In response to Islamic terrorist attacks, the government is effectively ordering Christians to pray less about an end to the terrorist attacks. The president and much of the government are Muslim, by the way.

And it is Islamic terror. Despite some claims that raids by Muslim Fulani herders are primarily about finding new pastureland, the targeting of Christian prayer services makes it clear that these attacks target Christians for their faith. These are acts of religious violence.

As Christians in the US pray for our brothers and sisters in Nigeria, we must also be aware that the ideology which motivates and justifies these attacks is growing here in our own country, and even in my own state of Michigan.

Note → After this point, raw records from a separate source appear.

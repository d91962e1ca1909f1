use std::sync::Arc;
use tracing::{info, warn};

use crate::agents::{
    AdminAgent, AgentRequest, HealthAgent, PerformanceAgent, QuotaAgent, ScaleAgent, StorageAgent,
};
use crate::config::{AgentKind, Settings};
use crate::confirmation::{ConfirmationGate, Resolution};
use crate::errors::AgentError;
use crate::executor::{ToolExecutor, ToolOutcome};
use crate::formatter::{MarkdownFormatter, ResponseFormatter};
use crate::intent::{IntentClassifier, PatternClassifier};
use crate::router::{Route, Router};

/// Entry point for a user turn: settles pending confirmations, then
/// classifies and routes to an agent.
pub struct Orchestrator {
    classifier: Box<dyn IntentClassifier>,
    router: Router,
    executor: Arc<ToolExecutor>,
    formatter: Arc<dyn ResponseFormatter>,
}

impl Orchestrator {
    pub fn new(
        classifier: Box<dyn IntentClassifier>,
        router: Router,
        executor: Arc<ToolExecutor>,
        formatter: Arc<dyn ResponseFormatter>,
    ) -> Self {
        Self {
            classifier,
            router,
            executor,
            formatter,
        }
    }

    /// Wire the agents that `settings` enables against one shared executor
    /// and gate.
    pub fn from_settings(settings: &Settings) -> Result<Self, AgentError> {
        let gate = Arc::new(ConfirmationGate::from_settings(settings));
        let executor = Arc::new(ToolExecutor::from_settings(settings, gate));
        let formatter: Arc<dyn ResponseFormatter> = Arc::new(MarkdownFormatter::default());
        let router = enabled_router(settings, &executor, &formatter);

        Ok(Self::new(
            Box::new(PatternClassifier::try_new()?),
            router,
            executor,
            formatter,
        ))
    }

    pub fn router(&self) -> &Router {
        &self.router
    }

    pub fn executor(&self) -> &Arc<ToolExecutor> {
        &self.executor
    }

    pub async fn process(&self, text: &str, conversation_id: &str) -> Result<String, AgentError> {
        let gate = self.executor.gate();
        if gate.pending_for(conversation_id).await.is_some() {
            let resolution = gate.resolve(conversation_id, text).await;
            info!(
                conversation_id = %conversation_id,
                approved = resolution.approved(),
                "Resolved pending confirmation"
            );
            return Ok(self.settle(resolution, conversation_id).await);
        }

        let classification = self.classifier.classify(text);
        info!(
            intent = %classification.intent,
            confidence = classification.confidence,
            keywords = ?classification.keywords_matched,
            "Intent classified"
        );

        match self.router.route(&classification)? {
            Route::Help => Ok(self.router.help_text()),
            Route::Clarify => Ok(self.router.clarification_text()),
            Route::Agent(agent) => {
                info!(agent = %agent.name(), intent = %classification.intent, "Routing to agent");
                let request = AgentRequest::new(text, conversation_id)
                    .with_params(classification.extracted_params);
                Ok(agent.process(&request).await)
            }
        }
    }

    /// A confirmed call is re-issued as it was deferred; the gate lets it
    /// through once.
    async fn settle(&self, resolution: Resolution, conversation_id: &str) -> String {
        let ack = resolution.message();
        let Resolution::Confirmed {
            tool_name,
            arguments,
        } = resolution
        else {
            return ack;
        };

        let rendered = match self
            .executor
            .call_tool(conversation_id, &tool_name, arguments)
            .await
        {
            Ok(ToolOutcome::Completed(content)) => self
                .formatter
                .format(&content, Some(&format!("Result: {}", tool_name))),
            Ok(ToolOutcome::AwaitingConfirmation(pending)) => {
                warn!(tool_name = %tool_name, "Confirmed call was deferred again");
                self.formatter.format_confirmation(&pending)
            }
            Err(err) => self
                .formatter
                .format_error(&err, Some(&format!("executing {}", tool_name))),
        };
        format!("{}\n\n{}", ack, rendered)
    }

    /// Drop every confirmation the conversation left behind.
    pub async fn end_conversation(&self, conversation_id: &str) -> usize {
        let cleared = self.executor.gate().clear_all(conversation_id).await;
        if cleared > 0 {
            info!(conversation_id = %conversation_id, cleared, "Cleared pending confirmations");
        }
        cleared
    }

    pub async fn shutdown(&self) {
        self.executor.shutdown().await;
    }
}

fn enabled_router(
    settings: &Settings,
    executor: &Arc<ToolExecutor>,
    formatter: &Arc<dyn ResponseFormatter>,
) -> Router {
    let mut router = Router::new(settings.intent_confidence_floor);
    for kind in &settings.enabled_agents {
        let agent: Arc<dyn ScaleAgent> = match kind {
            AgentKind::Health => Arc::new(HealthAgent::new(executor.clone(), formatter.clone())),
            AgentKind::Storage => Arc::new(StorageAgent::new(executor.clone(), formatter.clone())),
            AgentKind::Performance => {
                Arc::new(PerformanceAgent::new(executor.clone(), formatter.clone()))
            }
            AgentKind::Quota => Arc::new(QuotaAgent::new(executor.clone(), formatter.clone())),
            AgentKind::Admin => Arc::new(AdminAgent::new(executor.clone(), formatter.clone())),
        };
        router.register(agent);
    }
    router
}

#[cfg(test)]
mod tests {
    use super::*;
    use crate::agents::test_support::{executor_for, formatter, CannedSession};
    use crate::errors::RoutingError;
    use serde_json::json;

    fn orchestrator(session: Arc<CannedSession>, enabled: &[AgentKind]) -> Orchestrator {
        let settings = Settings {
            enabled_agents: enabled.to_vec(),
            ..Settings::default()
        };
        let executor = executor_for(session);
        let formatter = formatter();
        let router = enabled_router(&settings, &executor, &formatter);
        Orchestrator::new(
            Box::new(PatternClassifier::try_new().unwrap()),
            router,
            executor,
            formatter,
        )
    }

    fn all_agents() -> Vec<AgentKind> {
        Settings::default().enabled_agents
    }

    #[tokio::test]
    async fn help_and_clarification() {
        let orch = orchestrator(Arc::new(CannedSession::default()), &all_agents());
        let help = orch.process("help", "c1").await.unwrap();
        assert!(help.starts_with("**IBM Storage Scale Agent System**"));

        let clarify = orch.process("tell me a joke", "c1").await.unwrap();
        assert!(clarify.starts_with("I wasn't sure what you'd like me to help with."));
    }

    #[tokio::test]
    async fn storage_text_reaches_storage_agent_with_params() {
        let session = Arc::new(CannedSession::with(&[(
            "list_filesets",
            json!([{"filesetName": "root"}]),
        )]));
        let orch = orchestrator(session.clone(), &all_agents());

        let reply = orch
            .process("List filesets in filesystem gpfs01", "c1")
            .await
            .unwrap();
        assert!(reply.starts_with("**Filesets in gpfs01**"));
        assert_eq!(session.args_of("list_filesets").unwrap()["filesystem"], "gpfs01");
    }

    #[tokio::test]
    async fn disabled_agent_is_a_routing_error() {
        let orch = orchestrator(Arc::new(CannedSession::default()), &[AgentKind::Health]);
        let err = orch.process("show quota for user alice", "c1").await.unwrap_err();
        assert!(matches!(
            err,
            AgentError::Routing(RoutingError::AgentNotEnabled {
                agent: AgentKind::Quota,
                ..
            })
        ));
    }

    #[tokio::test]
    async fn confirmed_operation_runs_once() {
        let session = Arc::new(CannedSession::with(&[(
            "delete_fileset",
            json!({"status": "deleted"}),
        )]));
        let orch = orchestrator(session.clone(), &all_agents());

        let prompt = orch
            .process("delete fileset scratch in filesystem gpfs01", "c1")
            .await
            .unwrap();
        assert!(prompt.contains("Confirmation Required"));
        assert!(session.tools_called().is_empty());

        let reply = orch.process("yes please", "c1").await.unwrap();
        assert!(reply.starts_with("Operation `delete_fileset` confirmed. Proceeding..."));
        assert!(reply.contains("**Result: delete_fileset**"));
        assert_eq!(session.tools_called(), vec!["delete_fileset"]);
        assert!(orch.executor().gate().is_empty().await);
    }

    #[tokio::test]
    async fn cancel_drops_the_operation() {
        let session = Arc::new(CannedSession::with(&[("delete_fileset", json!({}))]));
        let orch = orchestrator(session.clone(), &all_agents());

        orch.process("delete fileset scratch in filesystem gpfs01", "c1")
            .await
            .unwrap();
        let reply = orch.process("no, cancel that", "c1").await.unwrap();
        assert_eq!(reply, "Operation `delete_fileset` cancelled.");
        assert!(session.tools_called().is_empty());
        assert!(orch.executor().gate().is_empty().await);
    }

    #[tokio::test]
    async fn quota_and_admin_requests_reach_their_agents() {
        let session = Arc::new(CannedSession::with(&[
            ("get_filesystem", json!({"name": "gpfs01"})),
            ("list_snapshots", json!([{"snapshotName": "nightly"}])),
        ]));
        let orch = orchestrator(session.clone(), &all_agents());

        let reply = orch.process("capacity usage of gpfs01", "c1").await.unwrap();
        assert!(reply.starts_with("**Capacity: gpfs01**"));

        let reply = orch.process("list snapshots in gpfs01", "c1").await.unwrap();
        assert!(reply.starts_with("**Snapshots in gpfs01**"));
        assert_eq!(session.tools_called(), vec!["get_filesystem", "list_snapshots"]);
    }

    #[tokio::test]
    async fn stopping_a_node_waits_for_confirmation() {
        let session = Arc::new(CannedSession::with(&[("stop_nodes", json!({"status": "stopped"}))]));
        let orch = orchestrator(session.clone(), &all_agents());

        let prompt = orch.process("stop node node3", "c1").await.unwrap();
        assert!(prompt.contains("`stop_nodes`"));
        assert!(session.tools_called().is_empty());

        let reply = orch.process("confirm", "c1").await.unwrap();
        assert!(reply.contains("**Result: stop_nodes**"));
        assert_eq!(session.args_of("stop_nodes").unwrap()["nodes"], "node3");
    }

    #[tokio::test]
    async fn end_conversation_clears_pending() {
        let orch = orchestrator(Arc::new(CannedSession::default()), &all_agents());
        orch.process("unmount filesystem gpfs01", "c9").await.unwrap();
        assert_eq!(orch.end_conversation("c9").await, 1);
        assert!(orch.executor().gate().is_empty().await);
    }
}
use anyhow::Result;

#[tokio::main]
async fn main() -> Result<()> {
    scale_agents_cli::cli::cli().await
}
//! Capability interface over a deployed contract
//!
//! Operation names are resolved against the contract ABI when a call is
//! constructed, so an unknown name fails at binding time instead of surfacing
//! from a remote node halfway through submission.

use crate::error::{SubmitError, SubmitResult};

use ethers::abi::{self, Abi, Function, Token};
use ethers::types::{Address, Bytes};

/// A contract address bound to its interface.
#[derive(Debug, Clone)]
pub struct BoundContract {
    address: Address,
    abi: Abi,
}

impl BoundContract {
    /// Bind an already-parsed ABI to a deployed address.
    pub fn bind(address: Address, abi: Abi) -> Self {
        Self { address, abi }
    }

    /// Bind from human-readable signatures, e.g.
    /// `["function transferOwnership(address newOwner)"]`.
    pub fn parse(address: Address, signatures: &[&str]) -> SubmitResult<Self> {
        let abi = abi::parse_abi(signatures)
            .map_err(|e| SubmitError::InvalidConfiguration(format!("invalid ABI: {}", e)))?;
        Ok(Self::bind(address, abi))
    }

    /// Contract address.
    pub fn address(&self) -> Address {
        self.address
    }

    /// Whether the interface exposes an operation with this name.
    pub fn has_operation(&self, name: &str) -> bool {
        self.abi.function(name).is_ok()
    }

    /// Resolve an operation and bind it to a set of arguments.
    ///
    /// Fails with `OperationNotFound` if the name does not exist on the
    /// interface. Argument values are not checked here; a shape mismatch is
    /// rejected when the calldata is encoded for estimation.
    pub fn call(&self, name: &str, args: Vec<Token>) -> SubmitResult<RemoteOperation> {
        let function = self
            .abi
            .function(name)
            .map_err(|_| SubmitError::OperationNotFound {
                name: name.to_string(),
            })?
            .clone();

        Ok(RemoteOperation {
            function,
            to: self.address,
            args,
        })
    }
}

/// A resolved operation bound to a target address and argument list.
///
/// Immutable once constructed; created fresh per submission and discarded
/// afterwards.
#[derive(Debug, Clone)]
pub struct RemoteOperation {
    function: Function,
    to: Address,
    args: Vec<Token>,
}

impl RemoteOperation {
    /// Operation name as it appears on the interface.
    pub fn name(&self) -> &str {
        &self.function.name
    }

    /// Target contract address.
    pub fn to(&self) -> Address {
        self.to
    }

    /// ABI-encode selector and arguments.
    pub fn calldata(&self) -> Result<Bytes, abi::Error> {
        self.function.encode_input(&self.args).map(Bytes::from)
    }
}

A prominent Democrat candidate for U.S. Senate, Abdul El-Sayed, has refused to condemn Hamas when given the opportunity. When he has spoken negatively about terrorism, it has often come with caveats such as “hurt people do hurt people.”

In a previous governor’s race, when his tiptoeing around the issue of terrorism was challenged by a Christian candidate, Patrick Colbeck — who told him that as a Christian he didn’t hate Muslims — El-Sayed replied, “You may not hate Muslims, but Muslims hate you.”

El-Sayed joins a growing number of prominently placed Muslim public officials who openly and proudly govern with Muslim values, subverting the traditions and culture that have made America great: New York City Mayor Zohran Mamdani, Minnesota Congresswoman Ilhan Omar, Michigan Congresswoman Rashida Tlaib, and Minnesota Attorney General Keith Ellison, to name just a few.

In fact, for a list of Muslim elected officials as of 2022, the Council on American-Islamic Relations (CAIR) compiled this directory: https://www.cair.com/wp-content/uploads/2022/10/directory_us_muslim_elected_officials.pdf. You will note that Michigan led the nation with 39 Muslim elected officials as of four years ago.

In Nigeria, the tactic is violence. In New York City and Dearborn, it is political — at least for now. Everywhere, the goal is domination. The very word “Islam” means submission — as in, the whole world must submit to Islam.

As the ideology that poses critical threats to our Christian brothers and sisters in Nigeria grows in the United States, our prayers ought to be not only for Christians in Nigeria, but here at home as well.